Over the past seven days, a quiet but telling data point emerged from Circle’s 10-K filing: USDC’s circulating supply surged 72% in 2025, crossing $75 billion. On the surface, this appears to be a resounding vote of confidence in centralized stablecoins. But as I parsed the fine print, a very different picture emerged—one that reveals an increasingly fragile economic architecture.
In the summer of 2020, I spent forty hours tracing liquidity flows into early Compound deployments, uncovering how printed incentives masked organic demand. That experience taught me that growth without structural integrity is merely an illusion waiting to break. Today, Circle’s numbers echo that same dissonance: the cost of distributing USDC consumed $1.4 billion in 2025—51% of total revenue. Each new dollar of USDC in circulation demands an ever-higher toll paid to the gatekeepers.
Context: The Distribution Tax Circle’s revenue model is straightforward: it earns reserve income by investing customer deposits into low-risk assets like US Treasuries. In 2025, total revenue reached approximately $2.74 billion, up 64% year-over-year. But costs rose nearly in lockstep, hitting $1.4 billion—a 50% increase. The bulk of that expense is a single line item: distribution partners. Among them, Coinbase remains the dominant channel, accounting for the vast majority of USDC’s on-chain liquidity.

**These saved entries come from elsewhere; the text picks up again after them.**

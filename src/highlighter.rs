// ABOUTME: Syntax highlighter for the REPL with color support
// Implements rustyline's Highlighter trait to provide ANSI color codes
// for language syntax elements while preserving display width

use rustyline::completion::Completer;
use rustyline::highlight::{CmdKind, Highlighter};
use rustyline::hint::Hinter;
use rustyline::validate::Validator;
use rustyline::Helper;
use std::borrow::Cow;
use std::collections::HashSet;

// ANSI color codes (3-bit/4-bit colors for maximum terminal compatibility)
const COLOR_RESET: &str = "\x1b[0m";
const COLOR_KEYWORD: &str = "\x1b[1;35m"; // Bold magenta
const COLOR_NATIVE: &str = "\x1b[36m"; // Cyan
const COLOR_NUMBER: &str = "\x1b[33m"; // Yellow
const COLOR_STRING: &str = "\x1b[32m"; // Green
const COLOR_COMMENT: &str = "\x1b[90m"; // Bright black (gray)

/// Main highlighter helper for the REPL.
pub struct QuillHelper;

impl QuillHelper {
    pub fn new() -> Self {
        QuillHelper
    }
}

impl Default for QuillHelper {
    fn default() -> Self {
        Self::new()
    }
}

impl Helper for QuillHelper {}

impl Completer for QuillHelper {
    type Candidate = String;
}

impl Hinter for QuillHelper {
    type Hint = String;
}

impl Validator for QuillHelper {}

impl Highlighter for QuillHelper {
    fn highlight<'l>(&self, line: &'l str, _pos: usize) -> Cow<'l, str> {
        let keywords = get_keywords();
        let natives = get_natives();

        let highlighted = highlight_line(line, &keywords, &natives);

        if highlighted == line {
            Cow::Borrowed(line)
        } else {
            Cow::Owned(highlighted)
        }
    }

    fn highlight_char(&self, _line: &str, _pos: usize, _kind: CmdKind) -> bool {
        true // Always re-highlight on character input or cursor movement
    }
}

/// Tokenize a line and apply syntax highlighting.
fn highlight_line(
    line: &str,
    keywords: &HashSet<&'static str>,
    natives: &HashSet<&'static str>,
) -> String {
    let mut result = String::new();
    let chars: Vec<char> = line.chars().collect();
    let mut i = 0;

    while i < chars.len() {
        match chars[i] {
            // Comments: everything from // to end of line
            '/' if i + 1 < chars.len() && chars[i + 1] == '/' => {
                result.push_str(COLOR_COMMENT);
                while i < chars.len() {
                    result.push(chars[i]);
                    i += 1;
                }
                result.push_str(COLOR_RESET);
            }

            // Strings: preserve exact content but colorize
            '"' => {
                result.push_str(COLOR_STRING);
                result.push(chars[i]);
                i += 1;
                while i < chars.len() && chars[i] != '"' {
                    result.push(chars[i]);
                    i += 1;
                }
                if i < chars.len() {
                    result.push(chars[i]);
                    i += 1;
                }
                result.push_str(COLOR_RESET);
            }

            // Numbers
            c if c.is_ascii_digit() => {
                result.push_str(COLOR_NUMBER);
                while i < chars.len() && (chars[i].is_ascii_digit() || chars[i] == '.') {
                    result.push(chars[i]);
                    i += 1;
                }
                result.push_str(COLOR_RESET);
            }

            // Identifiers and keywords
            c if c.is_ascii_alphabetic() || c == '_' => {
                let start = i;
                while i < chars.len() && (chars[i].is_ascii_alphanumeric() || chars[i] == '_') {
                    i += 1;
                }
                let word: String = chars[start..i].iter().collect();
                if keywords.contains(word.as_str()) {
                    result.push_str(COLOR_KEYWORD);
                    result.push_str(&word);
                    result.push_str(COLOR_RESET);
                } else if natives.contains(word.as_str()) {
                    result.push_str(COLOR_NATIVE);
                    result.push_str(&word);
                    result.push_str(COLOR_RESET);
                } else {
                    result.push_str(&word);
                }
            }

            c => {
                result.push(c);
                i += 1;
            }
        }
    }

    result
}

/// The language's reserved words.
fn get_keywords() -> HashSet<&'static str> {
    [
        "and", "class", "else", "false", "for", "fun", "if", "nil", "or", "print", "return",
        "super", "this", "true", "var", "while",
    ]
    .iter()
    .copied()
    .collect()
}

/// Native functions seeded into the globals.
fn get_natives() -> HashSet<&'static str> {
    ["clock", "input"].iter().copied().collect()
}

The partnership agreement signed in August 2023 runs through August 2026, with terms that grant Coinbase a significant share of the reserve yield generated by USDC balances held on its platform. This is not a secret—both companies have disclosed the arrangement. But what’s striking is how little attention the market pays to the sustainability of this model. As I tell my colleagues, “Liquidity is a narrative, not a metric.” Here, the narrative of growth hides a deepening structural dependency.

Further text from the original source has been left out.